Al final Lucía acabó entendiendo que una autoestima sólida le haría más fuerte ante las afrentas de los demás, y que eso solo se consigue teniendo muy claros los valores que son importantes en la vida.

Ser inteligente, guapo, atractivo, trabajador, estiloso, eficiente, delgado, rico, elocuente…, está bien pero en absoluto necesario para tener una vida plena e interesante, de hecho hay muchísima gente sin esos rasgos con vidas realmente fantásticas.
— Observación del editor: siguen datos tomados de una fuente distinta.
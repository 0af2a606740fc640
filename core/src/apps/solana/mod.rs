// Copyright (c) 2022-2023 The MobileCoin Foundation

//! Solana coin app.
//!
//! Two host flows drive the [`SolanaEngine`]: public-key export and
//! transaction signing. Signing walks the shared shape: initiate, consent,
//! chunked transaction transfer, decode + whitelist validation, per-field
//! verification screens, seed reconstruction, then an ED25519 signature
//! over the raw transaction bytes after the latest blockhash has been
//! substituted in.

pub mod txn;

use ed25519_dalek::{Signer, SigningKey};
use strum::{Display, EnumIter, EnumString, EnumVariantNames};

use vault_apps_proto::chunk::ChunkPayload;
use vault_apps_proto::error::UserRejection;
use vault_apps_proto::solana::{
    SignTxnInitiate, SignTxnRequest, SignTxnResponse, SolanaRequest, SolanaResponse,
};
use vault_apps_proto::GetPublicKeysInitiate;

use crate::derive::{
    derive_ed25519, ed25519_public_key, harden, is_hardened, DerivationPath, Seed,
};
use crate::driver::{Driver, Screen};
use crate::error::Error;
use crate::format::{format_units_u128, format_units_u64, SOLANA_DECIMALS};
use crate::transfer::ChunkedReceiver;

/// Display name / ticker
pub const SOLANA_NAME: &str = "Solana";
pub const SOLANA_LUNIT: &str = "SOL";

/// `m/44'`
pub const PURPOSE_INDEX: u32 = harden(44);
/// `m/44'/501'`
pub const COIN_INDEX: u32 = harden(501);
/// Block-explorer change level, `0'`
pub const CHANGE_INDEX: u32 = harden(0);

/// Accepted account paths: `m/44'/501'`, `m/44'/501'/i'` or
/// `m/44'/501'/i'/0'`
pub fn derivation_path_guard(path: &[u32]) -> bool {
    match path {
        [purpose, coin] => *purpose == PURPOSE_INDEX && *coin == COIN_INDEX,
        [purpose, coin, account] => {
            *purpose == PURPOSE_INDEX && *coin == COIN_INDEX && is_hardened(*account)
        }
        [purpose, coin, account, change] => {
            *purpose == PURPOSE_INDEX
                && *coin == COIN_INDEX
                && is_hardened(*account)
                && *change == CHANGE_INDEX
        }
        _ => false,
    }
}

/// Engine input events: host requests plus user decisions and the
/// priority-zero cancellation
#[derive(Clone, Debug)]
pub enum SolanaEvent {
    Host(SolanaRequest),
    Approve,
    Deny,
    Cancel,
}

/// Engine output: the response to transmit and/or the screen to display
#[derive(Clone, PartialEq, Debug, Default)]
pub struct SolanaOutput {
    pub response: Option<SolanaResponse>,
    pub prompt: Option<Screen>,
}

impl SolanaOutput {
    fn none() -> Self {
        Self::default()
    }

    fn respond(response: SolanaResponse) -> Self {
        Self {
            response: Some(response),
            prompt: None,
        }
    }

    fn prompt(screen: Screen) -> Self {
        Self {
            response: None,
            prompt: Some(screen),
        }
    }
}

/// Engine state enumeration
#[derive(Copy, Clone, PartialEq, Debug, EnumString, Display, EnumVariantNames, EnumIter)]
pub enum State {
    /// Idle, no session running
    Init,
    /// Public-key export consent pending
    PubkeysConfirm,
    /// Address verification pending (user-verified export)
    PubkeysVerify,
    /// Send consent pending
    SignConfirm,
    /// Receiving chunked transaction data
    SignAwaitData,
    /// Verification screen `n` pending approval
    SignVerify(usize),
    /// Awaiting the host verify request (gates seed reconstruction)
    SignAwaitVerify,
    /// Awaiting the signature request carrying the latest blockhash
    SignAwaitSignature,
    /// Session finished successfully
    Complete,
    /// Session ended by rejection or cancellation
    Denied,
    /// Session ended by error
    Failed,
}

/// Per-session public-key export context
struct PubkeysContext {
    init: GetPublicKeysInitiate,
    verified: bool,
    keys: Vec<[u8; 32]>,
}

/// Per-session signing context; dropped (zeroizing the seed) on every exit
struct SignContext {
    init: SignTxnInitiate,
    receiver: Option<ChunkedReceiver>,
    transaction: Vec<u8>,
    decoded: Option<txn::UnsignedMessage>,
    screens: Vec<Screen>,
    seed: Option<Seed>,
}

/// Solana signing engine
pub struct SolanaEngine<DRV: Driver> {
    state: State,
    sign: Option<SignContext>,
    pubkeys: Option<PubkeysContext>,
    drv: DRV,
}

impl<DRV: Driver> SolanaEngine<DRV> {
    pub fn new(drv: DRV) -> Self {
        Self {
            state: State::Init,
            sign: None,
            pubkeys: None,
            drv,
        }
    }

    /// Fetch current engine state
    pub fn state(&self) -> State {
        self.state
    }

    /// Handle one event; on error the session context is dropped and all
    /// key material zeroized before returning
    pub fn update(&mut self, evt: SolanaEvent) -> Result<SolanaOutput, Error> {
        let r = self.step(evt);
        if let Err(e) = &r {
            self.abort(e);
        }
        r
    }

    fn abort(&mut self, e: &Error) {
        log::warn!("solana session aborted: {e}");
        self.sign = None;
        self.pubkeys = None;
        self.state = match e {
            Error::Rejected(_) | Error::Cancelled => State::Denied,
            _ => State::Failed,
        };
    }

    fn step(&mut self, evt: SolanaEvent) -> Result<SolanaOutput, Error> {
        use SolanaEvent::*;

        match (self.state, evt) {
            // P0 event: abort from any state, no signature is ever sent
            (_, Cancel) => Err(Error::Cancelled),

            // Fresh flows start only when no session is outstanding
            (
                State::Init | State::Complete | State::Denied | State::Failed,
                Host(SolanaRequest::GetPublicKeys(init)),
            ) => self.pubkeys_init(init, false),
            (
                State::Init | State::Complete | State::Denied | State::Failed,
                Host(SolanaRequest::GetUserVerifiedPublicKey(init)),
            ) => self.pubkeys_init(init, true),
            (
                State::Init | State::Complete | State::Denied | State::Failed,
                Host(SolanaRequest::SignTxn(SignTxnRequest::Initiate(init))),
            ) => self.sign_init(init),

            (State::PubkeysConfirm, Approve) => self.pubkeys_derive(),
            (State::PubkeysConfirm, Deny) => {
                Err(Error::Rejected(UserRejection::Confirmation))
            }
            (State::PubkeysVerify, Approve) => self.pubkeys_respond(),
            (State::PubkeysVerify, Deny) => Err(Error::Rejected(UserRejection::Verification)),

            (State::SignConfirm, Approve) => self.sign_confirmed(),
            (State::SignConfirm, Deny) => Err(Error::Rejected(UserRejection::Confirmation)),

            (
                State::SignAwaitData,
                Host(SolanaRequest::SignTxn(SignTxnRequest::TxnData(payload))),
            ) => self.sign_data(payload),

            (State::SignVerify(n), Approve) => self.sign_verify_step(n),
            (State::SignVerify(_), Deny) => Err(Error::Rejected(UserRejection::Verification)),

            (State::SignAwaitVerify, Host(SolanaRequest::SignTxn(SignTxnRequest::Verify))) => {
                self.sign_fetch_seed()
            }

            (
                State::SignAwaitSignature,
                Host(SolanaRequest::SignTxn(SignTxnRequest::Signature { blockhash })),
            ) => self.sign_and_respond(blockhash),

            (_, Approve | Deny) => Err(Error::UnexpectedDecision),
            (_state, Host(_req)) => {
                log::error!("unexpected solana request in state {_state:?}");
                Err(Error::UnexpectedRequest)
            }
        }
    }

    fn pubkeys_init(
        &mut self,
        init: GetPublicKeysInitiate,
        verified: bool,
    ) -> Result<SolanaOutput, Error> {
        if init.derivation_paths.is_empty() || (verified && init.derivation_paths.len() != 1) {
            return Err(Error::InvalidPath);
        }
        for raw in &init.derivation_paths {
            let path = DerivationPath::from_slice(raw)?;
            if !derivation_path_guard(&path) {
                return Err(Error::InvalidPath);
            }
        }

        let name = self
            .drv
            .wallet_name(&init.wallet_id)
            .ok_or(Error::UnknownWallet)?;

        let msg = if verified {
            format!("Verify {SOLANA_NAME} address for wallet {name}?")
        } else {
            format!("Add {SOLANA_NAME} account to wallet {name}?")
        };

        self.pubkeys = Some(PubkeysContext {
            init,
            verified,
            keys: Vec::new(),
        });
        self.state = State::PubkeysConfirm;

        Ok(SolanaOutput::prompt(Screen::confirm(msg)))
    }

    fn pubkeys_derive(&mut self) -> Result<SolanaOutput, Error> {
        let ctx = self.pubkeys.as_mut().ok_or(Error::UnexpectedDecision)?;
        let wallet_id = ctx.init.wallet_id;

        let seed = self
            .drv
            .reconstruct_seed(&wallet_id)
            .ok_or(Error::SeedRecovery)?;

        for raw in &ctx.init.derivation_paths {
            let private = derive_ed25519(&seed, raw);
            ctx.keys.push(ed25519_public_key(&private));
        }
        drop(seed);

        if ctx.verified {
            let address = bs58::encode(&ctx.keys[0]).into_string();
            self.state = State::PubkeysVerify;
            Ok(SolanaOutput::prompt(Screen::scroll("Verify address", address)))
        } else {
            self.pubkeys_respond()
        }
    }

    fn pubkeys_respond(&mut self) -> Result<SolanaOutput, Error> {
        let ctx = self.pubkeys.take().ok_or(Error::UnexpectedDecision)?;
        self.state = State::Complete;
        Ok(SolanaOutput::respond(SolanaResponse::PublicKeys(ctx.keys)))
    }

    fn sign_init(&mut self, init: SignTxnInitiate) -> Result<SolanaOutput, Error> {
        let path = DerivationPath::from_slice(&init.derivation_path)?;
        if !derivation_path_guard(&path) {
            return Err(Error::InvalidPath);
        }

        let name = self
            .drv
            .wallet_name(&init.wallet_id)
            .ok_or(Error::UnknownWallet)?;
        let msg = format!("Send {SOLANA_LUNIT} ({SOLANA_NAME}) using wallet {name}?");

        self.sign = Some(SignContext {
            init,
            receiver: None,
            transaction: Vec::new(),
            decoded: None,
            screens: Vec::new(),
            seed: None,
        });
        self.state = State::SignConfirm;

        Ok(SolanaOutput::prompt(Screen::confirm(msg)))
    }

    fn sign_confirmed(&mut self) -> Result<SolanaOutput, Error> {
        let ctx = self.sign.as_mut().ok_or(Error::UnexpectedDecision)?;

        // single allocation for the whole transfer, bounded in new()
        ctx.receiver = Some(ChunkedReceiver::new(ctx.init.transaction_size)?);
        self.state = State::SignAwaitData;

        Ok(SolanaOutput::respond(SolanaResponse::SignTxn(
            SignTxnResponse::Confirmation,
        )))
    }

    fn sign_data(&mut self, payload: ChunkPayload) -> Result<SolanaOutput, Error> {
        let ctx = self.sign.as_mut().ok_or(Error::UnexpectedRequest)?;

        let ack = match ctx.receiver.as_mut() {
            Some(rx) => rx.ingest(&payload)?,
            None => return Err(Error::UnexpectedRequest),
        };
        let mut out = SolanaOutput::respond(SolanaResponse::SignTxn(
            SignTxnResponse::DataAccepted(ack),
        ));

        if ctx.receiver.as_ref().is_some_and(|rx| rx.is_complete()) {
            let buffer = match ctx.receiver.take() {
                Some(rx) => rx.finish()?,
                None => return Err(Error::DataFlow),
            };

            let decoded = txn::decode(&buffer)?;
            txn::validate(&decoded)?;

            ctx.screens = verify_screens(&decoded);
            ctx.transaction = buffer;
            ctx.decoded = Some(decoded);

            self.state = State::SignVerify(0);
            out.prompt = Some(ctx.screens[0].clone());
        }

        Ok(out)
    }

    fn sign_verify_step(&mut self, n: usize) -> Result<SolanaOutput, Error> {
        let ctx = self.sign.as_ref().ok_or(Error::UnexpectedDecision)?;

        let next = n + 1;
        if next < ctx.screens.len() {
            self.state = State::SignVerify(next);
            Ok(SolanaOutput::prompt(ctx.screens[next].clone()))
        } else {
            self.state = State::SignAwaitVerify;
            Ok(SolanaOutput::none())
        }
    }

    fn sign_fetch_seed(&mut self) -> Result<SolanaOutput, Error> {
        let ctx = self.sign.as_mut().ok_or(Error::UnexpectedRequest)?;
        let wallet_id = ctx.init.wallet_id;

        let seed = self
            .drv
            .reconstruct_seed(&wallet_id)
            .ok_or(Error::SeedRecovery)?;
        ctx.seed = Some(seed);

        self.state = State::SignAwaitSignature;
        Ok(SolanaOutput::respond(SolanaResponse::SignTxn(
            SignTxnResponse::Verify,
        )))
    }

    fn sign_and_respond(&mut self, blockhash: [u8; 32]) -> Result<SolanaOutput, Error> {
        let ctx = self.sign.as_mut().ok_or(Error::UnexpectedRequest)?;
        let decoded = ctx.decoded.as_ref().ok_or(Error::UnexpectedRequest)?;

        // substitute the latest blockhash before signing
        txn::update_blockhash(&mut ctx.transaction, decoded.blockhash_offset, &blockhash)?;

        let seed = ctx.seed.as_ref().ok_or(Error::SeedRecovery)?;
        let private = derive_ed25519(seed, &ctx.init.derivation_path);
        let signing = SigningKey::from_bytes(&private);

        let signature = signing.sign(&ctx.transaction).to_bytes();

        // key material cleared before the response leaves the engine
        drop(private);
        drop(signing);
        ctx.seed = None;

        self.sign = None;
        self.state = State::Complete;

        Ok(SolanaOutput::respond(SolanaResponse::SignTxn(
            SignTxnResponse::Signature(signature),
        )))
    }
}

/// Build the ordered verification screens for a validated message
fn verify_screens(msg: &txn::UnsignedMessage) -> Vec<Screen> {
    let mut screens = Vec::new();

    match msg.transfer() {
        Some(txn::InstructionKind::Transfer(t)) => {
            screens.push(Screen::scroll(
                "Verify address",
                bs58::encode(t.recipient_account).into_string(),
            ));
            screens.push(Screen::confirm(format!(
                "Verify amount\n{} {SOLANA_LUNIT}",
                format_units_u64(t.lamports, SOLANA_DECIMALS, SOLANA_DECIMALS)
            )));
        }
        Some(txn::InstructionKind::TransferChecked(t)) => {
            screens.push(Screen::scroll(
                "Verify token",
                bs58::encode(t.token_mint).into_string(),
            ));
            screens.push(Screen::scroll(
                "Verify address",
                bs58::encode(t.destination).into_string(),
            ));
            screens.push(Screen::confirm(format!(
                "Verify amount\n{}",
                format_units_u64(t.amount, t.decimals as usize, t.decimals as usize)
            )));
        }
        // validate() guarantees a transfer is present
        _ => (),
    }

    if msg.compute_unit_price_micro_lamports > 0 {
        // price is micro-lamports per compute unit: 15 decimals to SOL
        screens.push(Screen::confirm(format!(
            "Priority fee\n{} {SOLANA_LUNIT}",
            format_units_u128(msg.priority_fee_micro_lamports(), SOLANA_DECIMALS + 6, 9)
        )));
    }

    screens
}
Lucía comprendió que aunque fuese una trabajadora desastrosa, eso no le impediría ser feliz. Al darse cuenta de esta realidad, el comentario de su jefe dejó de parecerle algo hiriente e inaceptable.

Por lo tanto, aunque carezcamos de todas las cualidades y logros que podamos imaginar, podremos disfrutar igualmente del hecho de estar vivos, de relacionarnos con los demás y de todas las posibilidades de goce que nos ofrece la vida.